So last week, I preached on the poignant scene where Elijah was told God would soon come by. God wasn’t in the ear splitting gale or the foundation crumbling earthquake or the inferno that burned the world around him.
It was the silence where Elijah recognized God.
Sure I preached the typical message that God‘s small still voice is always there.
However, it was in my own personal prayer time that I re-realized that Elijah has seen God use wind, fire, and earthquake to work in his life. But in these moments—these moments where Elijah was ready to give up—that he no longer needed God to show up in those. Elijah needed the stillness.
I started thinking of how often friends will mention how God seems distant or how their faith isn’t strong enough. They’ll then hit me with those words, “I’m doing everything the same way I’ve always done it.”
Some say the poisonous pill for Christians is the “never done it” or the “always done it” variety. The fear of new or different stalls is from moving on.
Elijah has faced a new challenge and has found fear to be overtaking his joy. The calamities and cacophony and craziness might have been the exact prescription before. However, in this moment, he needed to be reminded of God’s presence in stillness.
We have gotten so used to the craziness of our world the past 3 years that perhaps we’ve forgotten what it’s like to live in and lean into the mundane.

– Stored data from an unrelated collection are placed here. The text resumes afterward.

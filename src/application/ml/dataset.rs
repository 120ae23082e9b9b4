//! Dataset construction and time-series-safe partitioning

use crate::domain::errors::MlError;
use crate::domain::ml::FeatureRow;
use chrono::{DateTime, Utc};

pub const TRAIN_FRACTION: f64 = 0.70;
pub const VALIDATION_FRACTION: f64 = 0.15;

/// Supervised samples in chronological order
#[derive(Debug, Clone, Default)]
pub struct LabeledDataset {
    pub samples: Vec<Vec<f64>>,
    pub labels: Vec<bool>,
    pub open_times: Vec<DateTime<Utc>>,
}

impl LabeledDataset {
    /// Keeps labeled rows only, sorted by open time (stable, so rows of
    /// different symbols at the same time keep their store order).
    pub fn from_rows(rows: &[FeatureRow]) -> Self {
        let mut labeled: Vec<&FeatureRow> = rows.iter().filter(|r| r.is_labeled()).collect();
        labeled.sort_by_key(|r| r.open_time);

        let mut ds = LabeledDataset::default();
        for row in labeled {
            if let Some(label) = row.label {
                ds.samples.push(row.sanitized_features());
                ds.labels.push(label);
                ds.open_times.push(row.open_time);
            }
        }
        ds
    }

    pub fn len(&self) -> usize {
        self.samples.len()
    }

    pub fn is_empty(&self) -> bool {
        self.samples.is_empty()
    }

    pub fn time_range(&self) -> Option<(DateTime<Utc>, DateTime<Utc>)> {
        Some((*self.open_times.first()?, *self.open_times.last()?))
    }

    pub fn split(&self) -> Result<DatasetSplit, MlError> {
        let bounds = SplitBounds::chronological(self.len())?;
        Ok(DatasetSplit {
            train_x: self.samples[..bounds.train_end].to_vec(),
            train_y: self.labels[..bounds.train_end].to_vec(),
            validation_x: self.samples[bounds.train_end..bounds.validation_end].to_vec(),
            validation_y: self.labels[bounds.train_end..bounds.validation_end].to_vec(),
            test_x: self.samples[bounds.validation_end..].to_vec(),
            test_y: self.labels[bounds.validation_end..].to_vec(),
            bounds,
        })
    }
}

/// Index boundaries of a train / validation / test partition:
/// train `[0, train_end)`, validation `[train_end, validation_end)`,
/// test `[validation_end, len)`.
#[derive(Debug, Clone, Copy, PartialEq, Eq)]
pub struct SplitBounds {
    pub len: usize,
    pub train_end: usize,
    pub validation_end: usize,
}

impl SplitBounds {
    /// 70/15/15 by index order, never shuffled.
    ///
    /// Boundaries are clamped so train and test are never empty; validation
    /// may be empty for tiny datasets.
    pub fn chronological(len: usize) -> Result<Self, MlError> {
        if len < 2 {
            return Err(MlError::InsufficientSamples {
                context: "chronological split".to_string(),
                have: len,
                need: 2,
            });
        }
        let train_end = ((len as f64 * TRAIN_FRACTION).floor() as usize).clamp(1, len - 1);
        let validation_end = ((len as f64 * (TRAIN_FRACTION + VALIDATION_FRACTION)).floor()
            as usize)
            .clamp(train_end, len - 1);

        Ok(Self {
            len,
            train_end,
            validation_end,
        })
    }

    pub fn train_len(&self) -> usize {
        self.train_end
    }

    pub fn validation_len(&self) -> usize {
        self.validation_end - self.train_end
    }

    pub fn test_len(&self) -> usize {
        self.len - self.validation_end
    }
}

#[derive(Debug, Clone)]
pub struct DatasetSplit {
    pub train_x: Vec<Vec<f64>>,
    pub train_y: Vec<bool>,
    pub validation_x: Vec<Vec<f64>>,
    pub validation_y: Vec<bool>,
    pub test_x: Vec<Vec<f64>>,
    pub test_y: Vec<bool>,
    pub bounds: SplitBounds,
}

/// Raw feature matrix for unsupervised training, in chronological order
pub fn unlabeled_matrix(rows: &[FeatureRow]) -> Vec<Vec<f64>> {
    let mut sorted: Vec<&FeatureRow> = rows.iter().collect();
    sorted.sort_by_key(|r| r.open_time);
    sorted.iter().map(|r| r.sanitized_features()).collect()
}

Perhaps we might need to stand in the proverbial cave and let that Facebook post pass you by or to simply pass by a tv without turning it on partisan news or let the politician talk without feeling the need to listen. In letting those pass by, perhaps we will find God in a new place—a place and a space uninhibited by the joylessness or bitter that the aforementioned occurrences might bring. God is always there—sometimes it just means drowning out the noise, accepting the new, and listening for the stillness.